Faster Traffic, And More of It
The problems with these street designs are already showing up in the local transportation measures. Marshall reports that vehicle speeds on the streets of Stapleton are “higher-than-desired.” Drivers on Martin Luther King and Central Park go an average of 18 percent and 22 percent over the posted speed limits, respectively, according to Marshall’s study. And on Beeler Street, with its glut of unused parking, more than 63 percent of drivers exceeded the 25 mph speed limit—some going twice that.

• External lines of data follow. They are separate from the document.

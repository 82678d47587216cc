#![allow(dead_code)]

use std::sync::Arc;

use axum::body::Body;
use axum::http::header::{AUTHORIZATION, CONTENT_TYPE};
use axum::http::{Method, Request, Response, StatusCode};
use axum::Router;
use http_body_util::BodyExt;
use serde_json::Value;
use tower::ServiceExt;

use chirpy_api::auth::jwt::JwtConfig;
use chirpy_api::config::ServerConfig;
use chirpy_api::router::build_app_router;
use chirpy_api::state::AppState;
use chirpy_db::MemoryStore;

pub const TEST_JWT_SECRET: &str = "test-secret-that-is-long-enough-for-hmac";
pub const TEST_POLKA_KEY: &str = "f271c81ff7084ee5b99a5091b42d486e";

/// Build a test `ServerConfig` with safe defaults on the `dev` platform.
pub fn test_config() -> ServerConfig {
    ServerConfig {
        host: "127.0.0.1".to_string(),
        port: 0,
        cors_origins: vec!["http://localhost:5173".to_string()],
        request_timeout_secs: 30,
        platform: "dev".to_string(),
        database_url: None,
        jwt: JwtConfig::new(TEST_JWT_SECRET),
        polka_key: TEST_POLKA_KEY.to_string(),
    }
}

/// Build the full application router over a fresh in-memory store.
///
/// The store handle is returned so tests can seed or inspect records the
/// HTTP surface does not expose.
pub fn build_test_app() -> (Router, Arc<MemoryStore>) {
    build_test_app_with(test_config())
}

pub fn build_test_app_with(config: ServerConfig) -> (Router, Arc<MemoryStore>) {
    let store = Arc::new(MemoryStore::new());
    let state = AppState::from_store(store.clone(), config.clone());
    (build_app_router(state, &config), store)
}

// ---------------------------------------------------------------------------
// Request helpers
// ---------------------------------------------------------------------------

async fn send(app: Router, request: Request<Body>) -> Response<Body> {
    app.oneshot(request).await.unwrap()
}

fn json_request(method: Method, uri: &str, body: &Value, token: Option<&str>) -> Request<Body> {
    let mut builder = Request::builder()
        .method(method)
        .uri(uri)
        .header(CONTENT_TYPE, "application/json");
    if let Some(token) = token {
        builder = builder.header(AUTHORIZATION, format!("Bearer {token}"));
    }
    builder.body(Body::from(body.to_string())).unwrap()
}

pub async fn get(app: Router, uri: &str) -> Response<Body> {
    let request = Request::builder().uri(uri).body(Body::empty()).unwrap();
    send(app, request).await
}

pub async fn post_json(app: Router, uri: &str, body: Value) -> Response<Body> {
    send(app, json_request(Method::POST, uri, &body, None)).await
}

pub async fn post_json_auth(app: Router, uri: &str, body: Value, token: &str) -> Response<Body> {
    send(app, json_request(Method::POST, uri, &body, Some(token))).await
}

pub async fn put_json_auth(app: Router, uri: &str, body: Value, token: &str) -> Response<Body> {
    send(app, json_request(Method::PUT, uri, &body, Some(token))).await
}

/// POST with an arbitrary `Authorization` header value and no body.
pub async fn post_with_authorization(app: Router, uri: &str, authorization: &str) -> Response<Body> {
    let request = Request::builder()
        .method(Method::POST)
        .uri(uri)
        .header(AUTHORIZATION, authorization)
        .body(Body::empty())
        .unwrap();
    send(app, request).await
}

/// POST with `Authorization: Bearer <token>` and no body.
pub async fn post_bearer(app: Router, uri: &str, token: &str) -> Response<Body> {
    post_with_authorization(app, uri, &format!("Bearer {token}")).await
}

pub async fn post_empty(app: Router, uri: &str) -> Response<Body> {
    let request = Request::builder()
        .method(Method::POST)
        .uri(uri)
        .body(Body::empty())
        .unwrap();
    send(app, request).await
}

pub async fn delete(app: Router, uri: &str, token: Option<&str>) -> Response<Body> {
    let mut builder = Request::builder().method(Method::DELETE).uri(uri);
    if let Some(token) = token {
        builder = builder.header(AUTHORIZATION, format!("Bearer {token}"));
    }
    send(app, builder.body(Body::empty()).unwrap()).await
}

pub async fn body_json(response: Response<Body>) -> Value {
    let bytes = response.into_body().collect().await.unwrap().to_bytes();
    serde_json::from_slice(&bytes).unwrap()
}

pub async fn body_text(response: Response<Body>) -> String {
    let bytes = response.into_body().collect().await.unwrap().to_bytes();
    String::from_utf8(bytes.to_vec()).unwrap()
}

// ---------------------------------------------------------------------------
// Flow helpers
// ---------------------------------------------------------------------------

/// Sign up via the API and return the user JSON.
pub async fn sign_up(app: &Router, email: &str, password: &str) -> Value {
    let body = serde_json::json!({ "email": email, "password": password });
    let response = post_json(app.clone(), "/api/users", body).await;
    assert_eq!(response.status(), StatusCode::CREATED);
    body_json(response).await
}

/// Log in via the API and return the JSON with `token` and `refresh_token`.
pub async fn log_in(app: &Router, email: &str, password: &str) -> Value {
    let body = serde_json::json!({ "email": email, "password": password });
    let response = post_json(app.clone(), "/api/login", body).await;
    assert_eq!(response.status(), StatusCode::OK);
    body_json(response).await
}

/// Sign up and log in; returns the login JSON.
pub async fn sign_up_and_log_in(app: &Router, email: &str) -> Value {
    let password = "correct-horse-battery-staple";
    sign_up(app, email, password).await;
    log_in(app, email, password).await
}

pub fn str_field<'a>(json: &'a Value, field: &str) -> &'a str {
    json[field]
        .as_str()
        .unwrap_or_else(|| panic!("missing string field {field:?} in {json}"))
}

A travel mode choice analysis proved equally grim. For all trips, 92 percent of residents drive (with 98 percent commuting to work by car), 3 percent take the bus, 2 percent walk, and 2 percent ride bikes (this despite the fact that Stapleton residents own three bikes per household). Car reliance in Stapleton is notably worse than that of three nearby traditional urban neighborhoods: Highlands (77 percent of all trips by car), East Colfax (66 percent), and Cherry Creek (72 percent).
Transit use in Stapleton should increase once commuter rail reaches the area, and Stapleton residents do travel slightly farther to reach the Denver central business district than people who live in these traditional neighborhoods. But the high driving shares “are still somewhat unexpected,” writes Marshall. In addition to the street design flaws, he suspects part of the reason locals drive so much is that Stapleton’s mixed-use areas aren’t as spread out as they should be.
None of this is to call Stapleton a failure. The neighborhood might have “room for improvement,” writes Marshall, but it’s still an improvement on traditional suburban development.
Rather, it’s a cautionary tale about conforming to regional planning and traffic engineering standards that run counter to neighborhood goals. Marshall says it’s understandable that developers don’t want to fight city regulations every step of the way, and that cities themselves bear some responsibility in encouraging developers to reduce car reliance. Still, these decisions carry consequences that are difficult to overcome once a development is underway.
“New Urbanism has always been looked at as an architecture field, and transportation was a minor part of it,” says Marshall. “In reality I think transportation is the key to getting New Urbanism right. If you don’t get the transportation right, it’s not going to work.”